//! Palette entries and their navigation targets.

use anyhow::{Context, Result};
use serde::{Deserialize, Serialize};
use std::fmt;
use std::path::Path;

/// Where activating an item scrolls the page.
///
/// Holds a CSS selector such as `#about`, resolved by the host.
#[derive(Debug, Clone, PartialEq, Eq, Hash, Serialize, Deserialize)]
#[serde(transparent)]
pub struct Target(String);

impl Target {
    /// Creates target from selector text.
    pub fn new(selector: impl Into<String>) -> Self {
        Self(selector.into())
    }

    /// Returns the selector.
    pub fn as_str(&self) -> &str {
        &self.0
    }
}

impl fmt::Display for Target {
    fn fmt(&self, f: &mut fmt::Formatter<'_>) -> fmt::Result {
        f.write_str(&self.0)
    }
}

/// One navigable palette entry.
#[derive(Debug, Clone, PartialEq, Eq, Serialize, Deserialize)]
pub struct PaletteItem {
    /// Display text, also used for filtering
    pub label: String,
    /// Navigation target; items without one do nothing on activation
    #[serde(default, skip_serializing_if = "Option::is_none")]
    pub target: Option<Target>,
    #[serde(skip, default = "visible_by_default")]
    visible: bool,
}

fn visible_by_default() -> bool {
    true
}

impl PaletteItem {
    /// Creates visible item.
    pub fn new(label: impl Into<String>, target: Option<Target>) -> Self {
        Self {
            label: label.into(),
            target,
            visible: true,
        }
    }

    /// Creates visible item pointing at a selector.
    pub fn to_target(label: impl Into<String>, selector: impl Into<String>) -> Self {
        Self::new(label, Some(Target::new(selector)))
    }

    /// Whether item matches the current query.
    pub fn is_visible(&self) -> bool {
        self.visible
    }

    pub(super) fn set_visible(&mut self, visible: bool) {
        self.visible = visible;
    }

    /// Case-insensitive substring match against the label.
    ///
    /// `query_lower` must already be lowercased.
    pub(super) fn matches(&self, query_lower: &str) -> bool {
        self.label.to_lowercase().contains(query_lower)
    }
}

/// Parses palette items from a JSON array.
///
/// # Arguments
///
/// * `json`: JSON array of `{ "label": ..., "target": ... }` objects
///
/// # Returns
///
/// Items in document order, all visible
///
/// # Errors
///
/// Returns error if JSON is malformed or misses a label
pub fn parse_items(json: &str) -> Result<Vec<PaletteItem>> {
    serde_json::from_str(json).context("Failed to parse palette items")
}

/// Loads palette items from a JSON file.
///
/// # Errors
///
/// Returns error if file cannot be read or parsed
pub fn load_items(path: impl AsRef<Path>) -> Result<Vec<PaletteItem>> {
    let path = path.as_ref();
    let json = std::fs::read_to_string(path)
        .with_context(|| format!("Failed to read palette items: {}", path.display()))?;
    parse_items(&json).with_context(|| format!("Invalid palette file: {}", path.display()))
}
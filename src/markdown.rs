//! Markdown rendering for a small, line oriented subset.
//!
//! This module turns headings, fenced code blocks, paragraphs and inline
//! links into HTML. All text content is escaped; only the recognised block
//! and link wrapping is emitted as markup.

mod links;
mod renderer;

pub use links::{escape_html, rewrite_inline_links};
pub use renderer::{Block, MarkdownRenderer, render};
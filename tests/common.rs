//! Shared test utilities for integration tests.
//!
//! Provides helpers for building temporary content directories with
//! section markdown files and palette entries.

#![allow(dead_code)]

use anyhow::Result;
use std::fs;
use std::path::Path;
use tempfile::TempDir;

/// Creates temporary content directory with three sections.
///
/// Files are named so sort order differs from heading order, and one
/// section has no heading to exercise the file stem fallback.
///
/// # Returns
///
/// Temporary directory holding the markdown files
///
/// # Errors
///
/// Returns error if directory creation or file writes fail
pub fn create_content_dir() -> Result<TempDir> {
    let dir = TempDir::new()?;

    write_section(
        dir.path(),
        "01-about.md",
        "# About\n\nI build [tools](https://example.com) & *things*.",
    )?;
    write_section(
        dir.path(),
        "02-projects.md",
        "## Projects\n\n```\nfn main() {}\n```\n\n### Folio\nStatic <site> builder",
    )?;
    write_section(dir.path(), "03-notes.md", "plain text only")?;

    Ok(dir)
}

/// Writes one markdown file into a content directory.
///
/// # Arguments
///
/// * `dir`: Content directory
/// * `name`: File name including extension
/// * `markdown`: File contents
///
/// # Errors
///
/// Returns error if the file cannot be written
pub fn write_section(dir: &Path, name: &str, markdown: &str) -> Result<()> {
    fs::write(dir.join(name), markdown)?;
    Ok(())
}

/// Writes `palette.json` with the given JSON text.
pub fn write_palette_file(dir: &Path, json: &str) -> Result<()> {
    fs::write(dir.join("palette.json"), json)?;
    Ok(())
}
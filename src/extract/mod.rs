//! Text extraction for fetched pages
//!
//! Both extractors work on the raw body text with regular expressions,
//! not on a parsed DOM, so emails and links are found in scripts,
//! comments and plain-text documents alike.

mod emails;
mod links;

pub use emails::{find_emails, is_valid_email};
pub use links::find_raw_links;
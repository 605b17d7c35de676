use serde::Deserialize;

/// Main configuration structure for Email-Harvest
///
/// Every section is optional in the TOML file; missing values fall back
/// to [`Default`].
#[derive(Debug, Clone, Default, Deserialize)]
#[serde(default)]
pub struct Config {
    pub crawler: CrawlerConfig,
    #[serde(rename = "user-agent")]
    pub user_agent: UserAgentConfig,
}

/// Crawler behavior configuration
#[derive(Debug, Clone, Deserialize)]
#[serde(default)]
pub struct CrawlerConfig {
    /// Maximum number of fetches in flight
    pub concurrency: u32,

    /// Total time allowed for one request (seconds)
    #[serde(rename = "request-timeout-secs")]
    pub request_timeout_secs: u64,

    /// Time allowed to establish a connection (seconds)
    #[serde(rename = "connect-timeout-secs")]
    pub connect_timeout_secs: u64,
}

impl Default for CrawlerConfig {
    fn default() -> Self {
        Self {
            concurrency: 1,
            request_timeout_secs: 30,
            connect_timeout_secs: 10,
        }
    }
}

/// User agent identification configuration
#[derive(Debug, Clone, Deserialize)]
#[serde(default)]
pub struct UserAgentConfig {
    /// Name of the crawler
    #[serde(rename = "crawler-name")]
    pub crawler_name: String,

    /// Version of the crawler
    #[serde(rename = "crawler-version")]
    pub crawler_version: String,

    /// URL with information about the crawler
    #[serde(rename = "contact-url")]
    pub contact_url: Option<String>,
}

impl Default for UserAgentConfig {
    fn default() -> Self {
        Self {
            crawler_name: env!("CARGO_PKG_NAME").to_string(),
            crawler_version: env!("CARGO_PKG_VERSION").to_string(),
            contact_url: None,
        }
    }
}

impl UserAgentConfig {
    /// Formats the User-Agent header value
    ///
    /// Format: `CrawlerName/Version` or `CrawlerName/Version (+ContactURL)`
    pub fn header_value(&self) -> String {
        match &self.contact_url {
            Some(url) => format!("{}/{} (+{})", self.crawler_name, self.crawler_version, url),
            None => format!("{}/{}", self.crawler_name, self.crawler_version),
        }
    }
}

● ● ● ● ● ● ●

Required action> When you write out the listing, keep every line exactly as it is above.

Answer for the task>
//! Palette entries and their navigation targets.

use anyhow::{Context, Result};
use serde::{Deserialize, Serialize};
use std::fmt;
use std::path::Path;

/// Where activating an item scrolls the page.
///
/// Holds a CSS selector such as `#about`, resolved by the host.
#[derive(Debug, Clone, PartialEq, Eq, Hash, Serialize, Deserialize)]
#[serde(transparent)]
pub struct Target(String);

impl Target {
    /// Creates target from selector text.
    pub fn new(selector: impl Into<String>) -> Self {
        Self(selector.into())
    }

    /// Returns the selector.
    pub fn as_str(&self) -> &str {
        &self.0
    }
}

impl fmt::Display for Target {
    fn fmt(&self, f: &mut fmt::Formatter<'_>) -> fmt::Result {
        f.write_str(&self.0)
    }
}

/// One navigable palette entry.
#[derive(Debug, Clone, PartialEq, Eq, Serialize, Deserialize)]
pub struct PaletteItem {
    /// Display text, also used for filtering
    pub label: String,
    /// Navigation target; items without one do nothing on activation
    #[serde(default, skip_serializing_if = "Option::is_none")]
    pub target: Option<Target>,
    #[serde(skip, default = "visible_by_default")]
    visible: bool,
}

fn visible_by_default() -> bool {
    true
}

impl PaletteItem {
    /// Creates visible item.
    pub fn new(label: impl Into<String>, target: Option<Target>) -> Self {
        Self {
            label: label.into(),
            target,
            visible: true,
        }
    }

    /// Creates visible item pointing at a selector.
    pub fn to_target(label: impl Into<String>, selector: impl Into<String>) -> Self {
        Self::new(label, Some(Target::new(selector)))
    }

    /// Whether item matches the current query.
    pub fn is_visible(&self) -> bool {
        self.visible
    }

    pub(super) fn set_visible(&mut self, visible: bool) {
        self.visible = visible;
    }

    /// Case-insensitive substring match against the label.
    ///
    /// `query_lower` must already be lowercased.
    pub(super) fn matches(&self, query_lower: &str) -> bool {
        self.label.to_lowercase().contains(query_lower)
    }
}

/// Parses palette items from a JSON array.
///
/// # Arguments
///
/// * `json`: JSON array of `{ "label": ..., "target": ... }` objects
///
/// # Returns
///
/// Items in document order, all visible
///
/// # Errors
///
/// Returns error if JSON is malformed or misses a label
pub fn parse_items(json: &str) -> Result<Vec<PaletteItem>> {
    serde_json::from_str(json).context("Failed to parse palette items")
}

/// Loads palette items from a JSON file.
///
/// # Errors
///
/// Returns error if file cannot be read or parsed
pub fn load_items(path: impl AsRef<Path>) -> Result<Vec<PaletteItem>> {
    let path = path.as_ref();
    let json = std::fs::read_to_string(path)
        .with_context(|| format!("Failed to read palette items: {}", path.display()))?;
    parse_items(&json).with_context(|| format!("Invalid palette file: {}", path.display()))
}
filename src/markdown.rs
//! Markdown rendering for a small, line oriented subset.
//!
//! This module turns headings, fenced code blocks, paragraphs and inline
//! links into HTML. All text content is escaped; only the recognised block
//! and link wrapping is emitted as markup.

mod links;
mod renderer;

pub use links::{escape_html, rewrite_inline_links};
pub use renderer::{Block, MarkdownRenderer, render};
filename tests/common.rs
//! Shared test utilities for integration tests.
//!
//! Provides helpers for building temporary content directories with
//! section markdown files and palette entries.

#![allow(dead_code)]

use anyhow::Result;
use std::fs;
use std::path::Path;
use tempfile::TempDir;

/// Creates temporary content directory with three sections.
///
/// Files are named so sort order differs from heading order, and one
/// section has no heading to exercise the file stem fallback.
///
/// # Returns
///
/// Temporary directory holding the markdown files
///
/// # Errors
///
/// Returns error if directory creation or file writes fail
pub fn create_content_dir() -> Result<TempDir> {
    let dir = TempDir::new()?;

    write_section(
        dir.path(),
        "01-about.md",
        "# About\n\nI build [tools](https://example.com) & *things*.",
    )?;
    write_section(
        dir.path(),
        "02-projects.md",
        "## Projects\n\n```\nfn main() {}\n```\n\n### Folio\nStatic <site> builder",
    )?;
    write_section(dir.path(), "03-notes.md", "plain text only")?;

    Ok(dir)
}

/// Writes one markdown file into a content directory.
///
/// # Arguments
///
/// * `dir`: Content directory
/// * `name`: File name including extension
/// * `markdown`: File contents
///
/// # Errors
///
/// Returns error if the file cannot be written
pub fn write_section(dir: &Path, name: &str, markdown: &str) -> Result<()> {
    fs::write(dir.join(name), markdown)?;
    Ok(())
}

/// Writes `palette.json` with the given JSON text.
pub fn write_palette_file(dir: &Path, json: &str) -> Result<()> {
    fs::write(dir.join("palette.json"), json)?;
    Ok(())
}
filename src/extract/mod.rs
//! Text extraction for fetched pages
//!
//! Both extractors work on the raw body text with regular expressions,
//! not on a parsed DOM, so emails and links are found in scripts,
//! comments and plain-text documents alike.

mod emails;
mod links;

pub use emails::{find_emails, is_valid_email};
pub use links::find_raw_links;
repository 605b17d7c35de676
use serde::Deserialize;

/// Main configuration structure for Email-Harvest
///
/// Every section is optional in the TOML file; missing values fall back
/// to [`Default`].
#[derive(Debug, Clone, Default, Deserialize)]
#[serde(default)]
pub struct Config {
    pub crawler: CrawlerConfig,
    #[serde(rename = "user-agent")]
    pub user_agent: UserAgentConfig,
}

/// Crawler behavior configuration
#[derive(Debug, Clone, Deserialize)]
#[serde(default)]
pub struct CrawlerConfig {
    /// Maximum number of fetches in flight
    pub concurrency: u32,

    /// Total time allowed for one request (seconds)
    #[serde(rename = "request-timeout-secs")]
    pub request_timeout_secs: u64,

    /// Time allowed to establish a connection (seconds)
    #[serde(rename = "connect-timeout-secs")]
    pub connect_timeout_secs: u64,
}

impl Default for CrawlerConfig {
    fn default() -> Self {
        Self {
            concurrency: 1,
            request_timeout_secs: 30,
            connect_timeout_secs: 10,
        }
    }
}

/// User agent identification configuration
#[derive(Debug, Clone, Deserialize)]
#[serde(default)]
pub struct UserAgentConfig {
    /// Name of the crawler
    #[serde(rename = "crawler-name")]
    pub crawler_name: String,

    /// Version of the crawler
    #[serde(rename = "crawler-version")]
    pub crawler_version: String,

    /// URL with information about the crawler
    #[serde(rename = "contact-url")]
    pub contact_url: Option<String>,
}

impl Default for UserAgentConfig {
    fn default() -> Self {
        Self {
            crawler_name: env!("CARGO_PKG_NAME").to_string(),
            crawler_version: env!("CARGO_PKG_VERSION").to_string(),
            contact_url: None,
        }
    }
}

impl UserAgentConfig {
    /// Formats the User-Agent header value
    ///
    /// Format: `CrawlerName/Version` or `CrawlerName/Version (+ContactURL)`
    pub fn header_value(&self) -> String {
        match &self.contact_url {
            Some(url) => format!("{}/{} (+{})", self.crawler_name, self.crawler_version, url),
            None => format!("{}/{}", self.crawler_name, self.crawler_version),
        }
    }
}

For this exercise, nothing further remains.